Tactical information usually means that by the time it's intercepted, analyzed and disseminated on its self is have very little value.

For example if we are at war right now the chatter between various units on a local scale isn't that important any information you might gain from them will not be useful to you as it will be out of date before you can do anything with it.

However if you capture the same tactical information over a long period of time during "peace time" from the same units during various military exercises you might gain some insight in the long run.

I don't think the US has gotten any real intelligence out of this, they probably knew that Israeli drones are capable of carrying weapons and while Israeli still does not allow armed drones to be used in combat (at least within the confines of Israel/Gaze/West Bank) having proof that they do at least experiment with armed drones and being able to shove if into the face of some Israeli politician when the time comes might have some value.

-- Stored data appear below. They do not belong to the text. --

impl<'a> Ctx<'a> {
    fn invalid(&self, state: &str, reason: impl Into<String>) -> LoadError {
        LoadError::InvalidState {
            module: self.module.to_string(),
            state: state.to_string(),
            reason: reason.into(),
        }
    }

    fn convert_state(&self, name: &str, raw: JsonValue) -> Result<State, LoadError> {
        let transition_def: TransitionDef = serde_json::from_value(raw.clone())
            .map_err(|e| self.invalid(name, format!("bad transition: {}", e)))?;
        let kind_def: StateDef =
            serde_json::from_value(raw).map_err(|e| self.invalid(name, e.to_string()))?;

        match transition_def.declared() {
            0 if kind_def.is_terminal() || kind_def.is_death() => {}
            0 => {
                return Err(LoadError::MissingTransition {
                    module: self.module.to_string(),
                    state: name.to_string(),
                })
            }
            1 if kind_def.is_terminal() => {
                return Err(LoadError::UnexpectedTransition {
                    module: self.module.to_string(),
                    state: name.to_string(),
                })
            }
            1 => {}
            _ => {
                return Err(LoadError::MultipleTransitions {
                    module: self.module.to_string(),
                    state: name.to_string(),
                })
            }
        }

        let kind = self.convert_kind(name, kind_def)?;
        let transition = self.convert_transition(name, transition_def)?;
        Ok(State::new(name, kind, transition))
    }

    fn convert_kind(&self, name: &str, def: StateDef) -> Result<StateKind, LoadError> {
        let kind = match def {
            StateDef::Initial => StateKind::Initial,
            StateDef::Terminal => StateKind::Terminal,
            StateDef::Simple => StateKind::Simple,
            StateDef::Delay { exact, range } => {
                let duration = match (exact, range) {
                    (Some(exact), None) => self.exact_duration(name, &exact)?,
                    (None, Some(range)) => self.range_duration(name, &range)?,
                    _ => return Err(self.invalid(name, "Delay needs exactly one of exact/range")),
                };
                StateKind::Delay(duration)
            }
            StateDef::Guard { allow } => {
                allow.validate().map_err(|reason| self.invalid(name, reason))?;
                StateKind::Guard(allow)
            }
            StateDef::SetAttribute { attribute, value } => {
                StateKind::SetAttribute { attribute, value }
            }
            StateDef::Counter {
                attribute,
                action,
                amount,
            } => StateKind::Counter {
                attribute,
                delta: match action {
                    CounterAction::Increment => amount,
                    CounterAction::Decrement => -amount,
                },
            },
            StateDef::Encounter {
                encounter_class,
                codes,
            } => StateKind::Encounter {
                class: encounter_class.unwrap_or_else(|| "ambulatory".to_string()),
                codes,
            },
            StateDef::EncounterEnd => StateKind::EncounterEnd,
            StateDef::ConditionOnset {
                codes,
                assign_to_attribute,
            } => {
                self.require_codes(name, &codes)?;
                StateKind::ConditionOnset {
                    codes,
                    assign_to_attribute,
                }
            }
            StateDef::ConditionEnd {
                condition_onset,
                referenced_by_attribute,
                codes,
            } => StateKind::ConditionEnd(self.clinical_ref(
                name,
                condition_onset,
                referenced_by_attribute,
                codes,
            )?),
            StateDef::MedicationOrder {
                codes,
                assign_to_attribute,
            } => {
                self.require_codes(name, &codes)?;
                StateKind::MedicationOrder {
                    codes,
                    assign_to_attribute,
                }
            }
            StateDef::MedicationEnd {
                medication_order,
                referenced_by_attribute,
                codes,
            } => StateKind::MedicationEnd(self.clinical_ref(
                name,
                medication_order,
                referenced_by_attribute,
                codes,
            )?),
            StateDef::Procedure { codes, duration } => {
                self.require_codes(name, &codes)?;
                let duration = match duration {
                    Some(range) => Some(self.range_duration(name, &range)?),
                    None => None,
                };
                StateKind::Procedure { codes, duration }
            }
            StateDef::Observation {
                codes,
                unit,
                exact,
                range,
                gaussian,
                attribute,
                vital_sign,
            } => {
                self.require_codes(name, &codes)?;
                let no_number = exact.is_none() && range.is_none() && gaussian.is_none();
                let value = match (attribute, vital_sign) {
                    (None, None) => {
                        ObservationValue::Number(self.number(name, exact, range, gaussian)?)
                    }
                    (Some(attribute), None) if no_number => ObservationValue::Attribute(attribute),
                    (None, Some(vital_sign)) if no_number => ObservationValue::VitalSign(vital_sign),
                    _ => {
                        return Err(self.invalid(name, "Observation needs exactly one value source"))
                    }
                };
                StateKind::Observation { codes, unit, value }
            }
            StateDef::VitalSign {
                vital_sign,
                unit,
                exact,
                range,
                gaussian,
            } => StateKind::VitalSign {
                vital_sign,
                unit,
                value: self.number(name, exact, range, gaussian)?,
            },
            StateDef::Symptom {
                symptom,
                cause,
                exact,
                range,
                gaussian,
            } => StateKind::Symptom {
                symptom,
                cause,
                value: self.number(name, exact, range, gaussian)?,
            },
            StateDef::CallSubmodule { submodule } => StateKind::CallSubmodule(submodule),
            StateDef::Death { codes } => StateKind::Death {
                cause: codes.into_iter().next(),
            },
        };
        Ok(kind)
    }

    fn require_codes(&self, name: &str, codes: &[Code]) -> Result<(), LoadError> {
        if codes.is_empty() {
            return Err(self.invalid(name, "at least one code is required"));
        }
        Ok(())
    }

    fn exact_duration(&self, name: &str, exact: &ExactDef) -> Result<DurationSpec, LoadError> {
        let quantity: Quantity = exact
            .as_quantity()
            .ok_or_else(|| self.invalid(name, "duration needs a unit"))?;
        if quantity.quantity < 0.0 {
            return Err(self.invalid(name, "duration must not be negative"));
        }
        Ok(DurationSpec::Exact(quantity))
    }

    fn range_duration(&self, name: &str, range: &RangeDef) -> Result<DurationSpec, LoadError> {
        let unit = range
            .unit
            .ok_or_else(|| self.invalid(name, "duration needs a unit"))?;
        if range.low < 0.0 || range.low > range.high {
            return Err(self.invalid(
                name,
                format!("invalid duration range [{}, {}]", range.low, range.high),
            ));
        }
        Ok(DurationSpec::Range {
            low: range.low,
            high: range.high,
            unit,
        })
    }

    fn number(
        &self,
        name: &str,
        exact: Option<ExactDef>,
        range: Option<RangeDef>,
        gaussian: Option<GaussianDef>,
    ) -> Result<NumberSpec, LoadError> {
        match (exact, range, gaussian) {
            (Some(exact), None, None) => Ok(NumberSpec::Exact(exact.quantity)),
            (None, Some(range), None) => {
                if range.low > range.high {
                    return Err(self.invalid(
                        name,
                        format!("invalid range [{}, {}]", range.low, range.high),
                    ));
                }
                Ok(NumberSpec::Range {
                    low: range.low,
                    high: range.high,
                })
            }
            (None, None, Some(gaussian)) => {
                if gaussian.standard_deviation < 0.0 {
                    return Err(self.invalid(name, "standard deviation must not be negative"));
                }
                Ok(NumberSpec::Gaussian {
                    mean: gaussian.mean,
                    standard_deviation: gaussian.standard_deviation,
                })
            }
            _ => Err(self.invalid(name, "needs exactly one of exact/range/gaussian")),
        }
    }

    fn clinical_ref(
        &self,
        name: &str,
        state: Option<String>,
        attribute: Option<String>,
        codes: Option<Vec<Code>>,
    ) -> Result<ClinicalRef, LoadError> {
        match (state, attribute, codes) {
            (Some(state), None, None) => Ok(ClinicalRef::State(state)),
            (None, Some(attribute), None) => Ok(ClinicalRef::Attribute(attribute)),
            (None, None, Some(codes)) => {
                self.require_codes(name, &codes)?;
                Ok(ClinicalRef::Codes(codes))
            }
            _ => Err(self.invalid(
                name,
                "needs exactly one of a state reference, an attribute reference or codes",
            )),
        }
    }

    fn convert_transition(
        &self,
        name: &str,
        def: TransitionDef,
    ) -> Result<Option<Transition>, LoadError> {
        if let Some(target) = def.direct_transition {
            return Ok(Some(Transition::Direct(target)));
        }
        if let Some(weights) = def.distributed_transition {
            return Ok(Some(Transition::Distributed(self.weights(name, weights)?)));
        }
        if let Some(clauses) = def.conditional_transition {
            return Ok(Some(Transition::Conditional(
                self.clauses(name, clauses, false)?,
            )));
        }
        if let Some(clauses) = def.complex_transition {
            return Ok(Some(Transition::Complex(self.clauses(name, clauses, true)?)));
        }
        if let Some(lookup) = def.lookup_table_transition {
            if lookup.attributes.is_empty() {
                return Err(self.invalid(name, "lookup transition lists no attributes"));
            }
            if !(0.0..=1.0).contains(&lookup.default_probability) {
                return Err(self.invalid(
                    name,
                    format!(
                        "default probability {} is outside [0, 1]",
                        lookup.default_probability
                    ),
                ));
            }
            return Ok(Some(Transition::LookupTable(LookupTransition {
                table: lookup.table,
                attributes: lookup.attributes,
                default_probability: lookup.default_probability,
                positive: lookup.transition,
                alternate: lookup.alternate,
            })));
        }
        Ok(None)
    }

    fn weights(&self, name: &str, defs: Vec<WeightedDef>) -> Result<Vec<Weighted>, LoadError> {
        if defs.is_empty() {
            return Err(self.invalid(name, "empty distribution"));
        }
        let weights: Vec<Weighted> = defs
            .into_iter()
            .map(|d| Weighted {
                target: d.transition,
                weight: d.distribution,
            })
            .collect();
        if let Some(negative) = weights.iter().find(|w| w.weight < 0.0) {
            return Err(self.invalid(
                name,
                format!("negative weight {} for '{}'", negative.weight, negative.target),
            ));
        }
        if !weights_sum_to_one(&weights) {
            return Err(LoadError::WeightsDoNotSumToOne {
                module: self.module.to_string(),
                state: name.to_string(),
                sum: weight_sum(&weights),
            });
        }
        Ok(weights)
    }

    fn clauses(
        &self,
        name: &str,
        defs: Vec<ClauseDef>,
        allow_compound: bool,
    ) -> Result<Vec<Clause>, LoadError> {
        if defs.is_empty() {
            return Err(self.invalid(name, "empty clause list"));
        }

        let defaults = defs.iter().filter(|d| d.condition.is_none()).count();
        if defaults > 1 {
            return Err(LoadError::MultipleDefaultClauses {
                module: self.module.to_string(),
                state: name.to_string(),
            });
        }

        let last = defs.len() - 1;
        let mut clauses = Vec::with_capacity(defs.len());

        for (i, def) in defs.into_iter().enumerate() {
            let condition = match def.condition {
                Some(condition) => {
                    if !allow_compound && condition.is_compound() {
                        return Err(LoadError::CompoundConditionInConditional {
                            module: self.module.to_string(),
                            state: name.to_string(),
                        });
                    }
                    condition
                        .validate()
                        .map_err(|reason| self.invalid(name, reason))?;
                    condition
                }
                None => Condition::always(),
            };
            if condition.is_always() && i != last {
                return Err(LoadError::DefaultClauseNotLast {
                    module: self.module.to_string(),
                    state: name.to_string(),
                });
            }

            let outcome = match (def.transition, def.distributions) {
                (Some(target), None) => Outcome::Target(target),
                (None, Some(weights)) if allow_compound => {
                    Outcome::Weighted(self.weights(name, weights)?)
                }
                (None, Some(_)) => {
                    return Err(self.invalid(name, "conditional clauses take a single transition"))
                }
                _ => {
                    return Err(self.invalid(
                        name,
                        format!("clause {} needs exactly one of transition/distributions", i),
                    ))
                }
            };
            clauses.push(Clause { condition, outcome });
        }

        if defaults == 0 {
            tracing::warn!(
                "Module '{}': state '{}' has no default clause; an entity matching no clause will fail",
                self.module,
                name
            );
        }
        Ok(clauses)
    }
}
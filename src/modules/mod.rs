//! Module graphs: description schema, loader/validator and registry

pub mod graph;
pub mod loader;
pub mod registry;
pub mod schema;
pub mod state;

pub use graph::Module;
pub use loader::{build_module, load_module_file, parse_module};
pub use registry::{ModuleRegistry, RegistryBuilder, LOOKUP_TABLE_DIR};
pub use state::{ClinicalRef, DurationSpec, NumberSpec, ObservationValue, State, StateKind};
//! Events emitted while stepping module instances
//!
//! The engine never keeps a record history of its own; everything a person
//! "did" is a `HealthEvent` handed to a `RecordSink`.

use serde::Serialize;

use crate::core::types::{Code, EntityId, Timestamp};
use crate::entity::attributes::Value;

/// What happened
#[derive(Debug, Clone, PartialEq, Serialize)]
#[serde(tag = "event", rename_all = "snake_case")]
pub enum EventKind {
    /// SetAttribute and Counter states; `None` means the attribute was cleared
    AttributeSet {
        attribute: String,
        value: Option<Value>,
    },
    EncounterStarted {
        class: String,
        codes: Vec<Code>,
    },
    EncounterEnded,
    ConditionOnset {
        code: Code,
    },
    ConditionEnded {
        code: String,
    },
    MedicationOrdered {
        code: Code,
    },
    MedicationEnded {
        code: String,
    },
    ProcedurePerformed {
        code: Code,
        /// Milliseconds
        duration: Option<i64>,
    },
    ObservationRecorded {
        code: Code,
        value: Option<Value>,
        unit: Option<String>,
    },
    VitalSignSet {
        vital_sign: String,
        value: f64,
        unit: Option<String>,
    },
    SymptomSet {
        symptom: String,
        severity: f64,
        cause: Option<String>,
    },
    Death {
        cause: Option<Code>,
    },
}

/// One event, stamped with who, when and where in which module
#[derive(Debug, Clone, PartialEq, Serialize)]
pub struct HealthEvent {
    pub entity: EntityId,
    pub time: Timestamp,
    pub module: String,
    pub state: String,
    #[serde(flatten)]
    pub kind: EventKind,
}

impl HealthEvent {
    pub fn is_death(&self) -> bool {
        matches!(self.kind, EventKind::Death { .. })
    }
}

/// Destination for emitted events
pub trait RecordSink {
    fn record(&mut self, event: HealthEvent);
}

impl RecordSink for Vec<HealthEvent> {
    fn record(&mut self, event: HealthEvent) {
        self.push(event);
    }
}
use thiserror::Error;

/// Structural problems found while loading module descriptions or lookup tables.
///
/// These are fatal for the offending module: it never reaches the registry.
#[derive(Error, Debug)]
pub enum LoadError {
    #[error("IO error: {0}")]
    IoError(#[from] std::io::Error),

    #[error("JSON parse error: {0}")]
    JsonError(#[from] serde_json::Error),

    #[error("Module '{module}': state '{state}' is defined more than once")]
    DuplicateState { module: String, state: String },

    #[error("Module '{module}' is already registered")]
    DuplicateModule { module: String },

    #[error("Lookup table '{table}' is already registered")]
    DuplicateTable { table: String },

    #[error("Module '{module}' has no Initial state")]
    MissingInitial { module: String },

    #[error("Module '{module}' has more than one Initial state: {states:?}")]
    MultipleInitial { module: String, states: Vec<String> },

    #[error("Module '{module}': no Terminal state is reachable from the Initial state")]
    NoReachableTerminal { module: String },

    #[error("Module '{module}': state '{state}' is invalid: {reason}")]
    InvalidState {
        module: String,
        state: String,
        reason: String,
    },

    #[error("Module '{module}': state '{state}' must declare exactly one transition")]
    MissingTransition { module: String, state: String },

    #[error("Module '{module}': state '{state}' declares more than one transition")]
    MultipleTransitions { module: String, state: String },

    #[error("Module '{module}': Terminal state '{state}' must not declare a transition")]
    UnexpectedTransition { module: String, state: String },

    #[error("Module '{module}': state '{state}' transitions to unknown state '{target}'")]
    MissingTarget {
        module: String,
        state: String,
        target: String,
    },

    #[error("Module '{module}': state '{state}' has weights summing to {sum}, expected 1.0")]
    WeightsDoNotSumToOne {
        module: String,
        state: String,
        sum: f64,
    },

    #[error("Module '{module}': state '{state}' has a default clause that is not last")]
    DefaultClauseNotLast { module: String, state: String },

    #[error("Module '{module}': state '{state}' has more than one default clause")]
    MultipleDefaultClauses { module: String, state: String },

    #[error("Module '{module}': state '{state}' uses a compound condition in a conditional transition")]
    CompoundConditionInConditional { module: String, state: String },

    #[error("Module '{module}': state '{state}' calls unknown submodule '{submodule}'")]
    UnknownSubmodule {
        module: String,
        state: String,
        submodule: String,
    },

    #[error("Cyclic submodule references: {}", .cycle.join(" -> "))]
    CyclicSubmodule { cycle: Vec<String> },

    #[error("Module '{module}': state '{state}' references unknown lookup table '{table}'")]
    UnknownLookupTable {
        module: String,
        state: String,
        table: String,
    },

    #[error("Module '{module}': state '{state}' keys lookup table '{table}' with {attributes} attributes, but it has {columns} columns")]
    LookupKeyMismatch {
        module: String,
        state: String,
        table: String,
        attributes: usize,
        columns: usize,
    },

    #[error("Lookup table '{table}' is invalid: {reason}")]
    InvalidLookupTable { table: String, reason: String },
}

impl LoadError {
    /// Name of the module this error rejects, if it is module-specific
    pub fn module(&self) -> Option<&str> {
        match self {
            LoadError::DuplicateState { module, .. }
            | LoadError::DuplicateModule { module }
            | LoadError::MissingInitial { module }
            | LoadError::MultipleInitial { module, .. }
            | LoadError::NoReachableTerminal { module }
            | LoadError::InvalidState { module, .. }
            | LoadError::MissingTransition { module, .. }
            | LoadError::MultipleTransitions { module, .. }
            | LoadError::UnexpectedTransition { module, .. }
            | LoadError::MissingTarget { module, .. }
            | LoadError::WeightsDoNotSumToOne { module, .. }
            | LoadError::DefaultClauseNotLast { module, .. }
            | LoadError::MultipleDefaultClauses { module, .. }
            | LoadError::CompoundConditionInConditional { module, .. }
            | LoadError::UnknownSubmodule { module, .. }
            | LoadError::UnknownLookupTable { module, .. }
            | LoadError::LookupKeyMismatch { module, .. } => Some(module.as_str()),
            LoadError::CyclicSubmodule { cycle } => cycle.first().map(String::as_str),
            _ => None,
        }
    }
}

/// Runtime failure while stepping one entity.
///
/// Terminates that entity's simulation only; the population run continues.
#[derive(Error, Debug, Clone, PartialEq)]
pub enum EngineError {
    #[error("Unknown module '{0}'")]
    UnknownModule(String),

    #[error("Module '{module}' has no state '{state}'")]
    UnknownState { module: String, state: String },

    #[error("Module '{module}' state '{state}' has no transition to follow")]
    MissingTransition { module: String, state: String },

    #[error("Module '{module}' state '{state}': no transition clause matched")]
    NoTransitionMatched { module: String, state: String },

    #[error("Lookup table '{0}' is not registered")]
    UnknownLookupTable(String),

    #[error("Submodule call depth {depth} exceeded in module '{module}'")]
    CallDepthExceeded { module: String, depth: usize },

    #[error("More than {limit} state transitions in one tick in module '{module}' (at '{state}')")]
    TransitionLimit {
        module: String,
        state: String,
        limit: usize,
    },
}

/// Run-level failures of a population simulation
#[derive(Error, Debug)]
pub enum SimulationError {
    #[error("Invalid configuration: {0}")]
    InvalidConfig(String),

    #[error("Thread pool error: {0}")]
    ThreadPool(#[from] rayon::ThreadPoolBuildError),

    #[error("Load error: {0}")]
    Load(#[from] LoadError),
}

pub type Result<T> = std::result::Result<T, SimulationError>;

The biggest value I can think of is that Israel is the largest exporter of drones in the world and while most of it's export is to NATO countries (over 80% of NATO's non-US drones are supplied by Israel), it also sells drones to China and now Russia (please note that after the "Falcon" affair there is a US congressional oversight over Israeli arms exports, this is the only country that needs "US" approval to sell arms under certain circumstances), so it gives them a fairly good opportunity to train under more or less real world conditions for when they'll have to do it to some one that might slightly more mind their presence like say China.

On the other hand It would also not surprise me if Israel didn't knew about this and was quite interested in seeing what the can the US actually intercept from their drones, because as far as real life goes while the NSA/GCHQ might have been extremely proud of their work and boasting about how it can improve their national security some one from the CIA/DIA/DOD or even US congress could've take that report walk down to the Israeli Intelligence Attache in Washington and handed it out to them directly.


They were probably mainly tracking activity, and not decoding single feeds as much.

This metadata is probably enough to provide adequate intelligence, given obvious US interests in the region.

Other than that, I'd wager that this does not surprise anyone at the IAF.


Because it's available off the shelf, is compatible with your gear, and raises the bar past "schmuck with C-band satellite dish".


The US wasn't any better at all... In 2012, "only 30 to 50 percent of America’s Predators and Reapers [were] using fully encrypted transmissions" - "the [original] Predators’ version of the CDL carrier signal (also known as a “waveform”) didn’t include an order to encrypt the signal."

http://www.wired.com/2012/10/hack-proof-drone/


WireShark: Allied Drone Edition. No seriously, I have no clue.


The article says Israel only added crypto after Hezbollah used the unencrypted feeds against them on the ground in real time, it sounds like their threat model is not necessarily about NSA intercepting and eventually crackig the encrypted feeds.


Thank goodness. Knowing NSA spies on Iranian drones, my civil liberties have been restored.